» **Data to use**

**********

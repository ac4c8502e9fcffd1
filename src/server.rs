use axum::{
    Json, Router,
    extract::{Query, State},
    http::StatusCode,
    response::IntoResponse,
    routing::get,
};
use serde::Deserialize;
use serde_json::json;
use std::net::SocketAddr;
use std::sync::Arc;
use std::time::Duration;
use tokio::sync::oneshot;

use crate::{Result, WarehouseAuthError};

#[derive(Debug, Deserialize)]
struct CallbackQuery {
    code: Option<String>,
    error: Option<String>,
}

struct ServerState {
    tx: tokio::sync::Mutex<Option<oneshot::Sender<String>>>,
}

/// Local redirect listener for the OAuth callback
///
/// Serves a single `GET /callback` route and delivers the first
/// authorization code it receives over a one-shot channel. The channel
/// enforces the write-once contract: a repeated callback is still answered
/// with 200 so the browser shows something sensible, but its code is dropped.
///
/// The listener is a scoped resource: it is bound explicitly, its address is
/// observable (bind port 0 to let the OS pick one), and it stops on
/// [`CallbackServer::shutdown`] or drop.
///
/// # Example
///
/// ```no_run
/// use std::time::Duration;
/// use warehouse_auth::CallbackServer;
///
/// # #[tokio::main]
/// # async fn main() -> Result<(), Box<dyn std::error::Error>> {
/// let mut server = CallbackServer::bind(5098).await?;
/// // Point the user at the authorization URL...
/// let code = server.wait_for_code(Duration::from_secs(300)).await?;
/// # Ok(())
/// # }
/// ```
pub struct CallbackServer {
    addr: SocketAddr,
    rx: Option<oneshot::Receiver<String>>,
    task: tokio::task::JoinHandle<()>,
}

impl CallbackServer {
    /// Bind the listener on 127.0.0.1 and start serving callbacks
    ///
    /// # Errors
    ///
    /// Returns [`WarehouseAuthError::CallbackServer`] if the port cannot be
    /// bound.
    pub async fn bind(port: u16) -> Result<Self> {
        let (tx, rx) = oneshot::channel();

        let state = Arc::new(ServerState {
            tx: tokio::sync::Mutex::new(Some(tx)),
        });

        let app = Router::new()
            .route("/callback", get(handle_callback))
            .with_state(state);

        let listener = tokio::net::TcpListener::bind(("127.0.0.1", port))
            .await
            .map_err(|e| {
                WarehouseAuthError::CallbackServer(format!(
                    "Failed to bind to 127.0.0.1:{}: {}",
                    port, e
                ))
            })?;
        let addr = listener
            .local_addr()
            .map_err(|e| WarehouseAuthError::CallbackServer(e.to_string()))?;

        tracing::info!(%addr, "callback listener bound");

        let task = tokio::spawn(async move {
            if let Err(e) = axum::serve(listener, app).await {
                tracing::error!(error = %e, "callback listener failed");
            }
        });

        Ok(Self {
            addr,
            rx: Some(rx),
            task,
        })
    }

    /// Address the listener is actually bound to
    pub fn local_addr(&self) -> SocketAddr {
        self.addr
    }

    /// Wait for the authorization code, up to the given deadline
    ///
    /// Blocks until the callback delivers a code or the deadline elapses,
    /// whichever comes first.
    ///
    /// # Errors
    ///
    /// Returns [`WarehouseAuthError::CallbackTimeout`] when the deadline
    /// elapses, and [`WarehouseAuthError::CallbackServer`] if the listener
    /// stopped before a code arrived or the code was already consumed.
    pub async fn wait_for_code(&mut self, timeout: Duration) -> Result<String> {
        let rx = self.rx.take().ok_or_else(|| {
            WarehouseAuthError::CallbackServer("Authorization code already consumed".to_string())
        })?;

        match tokio::time::timeout(timeout, rx).await {
            Ok(Ok(code)) => Ok(code),
            Ok(Err(_)) => Err(WarehouseAuthError::CallbackServer(
                "Listener stopped before a code arrived".to_string(),
            )),
            Err(_) => Err(WarehouseAuthError::CallbackTimeout(timeout)),
        }
    }

    /// Stop the listener
    ///
    /// Dropping the server has the same effect; this just makes the teardown
    /// explicit at call sites.
    pub fn shutdown(self) {
        tracing::debug!(addr = %self.addr, "callback listener stopped");
    }
}

impl Drop for CallbackServer {
    fn drop(&mut self) {
        self.task.abort();
    }
}

async fn handle_callback(
    Query(params): Query<CallbackQuery>,
    State(state): State<Arc<ServerState>>,
) -> impl IntoResponse {
    if let Some(error) = params.error.as_deref() {
        // OAuth error responses land here too; answered like a missing code
        tracing::warn!(error, "provider reported an authorization error");
    }

    match params.code {
        Some(code) => {
            match state.tx.lock().await.take() {
                Some(tx) => {
                    tracing::info!("authorization code received");
                    let _ = tx.send(code.clone());
                }
                None => tracing::warn!("repeated callback, authorization code dropped"),
            }
            (
                StatusCode::OK,
                Json(json!({
                    "message": "Authorization code received",
                    "code": code,
                })),
            )
        }
        None => (
            StatusCode::BAD_REQUEST,
            Json(json!({
                "error": "No authorization code received",
            })),
        ),
    }
}

#[cfg(test)]
mod tests {
    use pretty_assertions::assert_eq;
    use serde_json::{Value, json};
    use std::time::Duration;

    use super::*;
    use crate::WarehouseAuthError;

    async fn get(url: String) -> (StatusCode, Value) {
        let response = reqwest::get(url).await.unwrap();
        let status = StatusCode::from_u16(response.status().as_u16()).unwrap();
        (status, response.json().await.unwrap())
    }

    #[tokio::test]
    async fn callback_delivers_the_code_and_echoes_it() {
        let mut server = CallbackServer::bind(0).await.unwrap();
        let addr = server.local_addr();

        let (status, body) = get(format!("http://{}/callback?code=ABC123", addr)).await;
        assert_eq!(status, StatusCode::OK);
        assert_eq!(
            body,
            json!({"message": "Authorization code received", "code": "ABC123"})
        );

        let code = server.wait_for_code(Duration::from_secs(1)).await.unwrap();
        assert_eq!(code, "ABC123");
    }

    #[tokio::test]
    async fn missing_code_is_rejected_and_nothing_is_delivered() {
        let mut server = CallbackServer::bind(0).await.unwrap();
        let addr = server.local_addr();

        let (status, body) = get(format!("http://{}/callback", addr)).await;
        assert_eq!(status, StatusCode::BAD_REQUEST);
        assert_eq!(body, json!({"error": "No authorization code received"}));

        let err = server
            .wait_for_code(Duration::from_millis(50))
            .await
            .unwrap_err();
        assert!(matches!(err, WarehouseAuthError::CallbackTimeout(_)));
    }

    #[tokio::test]
    async fn provider_error_keeps_the_listener_waiting() {
        let mut server = CallbackServer::bind(0).await.unwrap();
        let addr = server.local_addr();

        let (status, _) = get(format!("http://{}/callback?error=access_denied", addr)).await;
        assert_eq!(status, StatusCode::BAD_REQUEST);

        // the user retries and the flow still completes
        let (status, _) = get(format!("http://{}/callback?code=retry-1", addr)).await;
        assert_eq!(status, StatusCode::OK);

        let code = server.wait_for_code(Duration::from_secs(1)).await.unwrap();
        assert_eq!(code, "retry-1");
    }

    #[tokio::test]
    async fn repeated_callback_is_acknowledged_but_only_the_first_code_counts() {
        let mut server = CallbackServer::bind(0).await.unwrap();
        let addr = server.local_addr();

        let (status, _) = get(format!("http://{}/callback?code=first", addr)).await;
        assert_eq!(status, StatusCode::OK);

        let (status, body) = get(format!("http://{}/callback?code=second", addr)).await;
        assert_eq!(status, StatusCode::OK);
        assert_eq!(body["code"], "second");

        let code = server.wait_for_code(Duration::from_secs(1)).await.unwrap();
        assert_eq!(code, "first");
    }

    #[tokio::test]
    async fn wait_times_out_without_a_callback() {
        let mut server = CallbackServer::bind(0).await.unwrap();

        let timeout = Duration::from_millis(50);
        let err = server.wait_for_code(timeout).await.unwrap_err();
        assert!(matches!(
            err,
            WarehouseAuthError::CallbackTimeout(t) if t == timeout
        ));

        server.shutdown();
    }
}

**********

» **Task objective**
Given the word "stopped", show every line of the records that contains it.

» **Result below**
    /// stopped before a code arrived or the code was already consumed.
                "Listener stopped before a code arrived".to_string(),
        tracing::debug!(addr = %self.addr, "callback listener stopped");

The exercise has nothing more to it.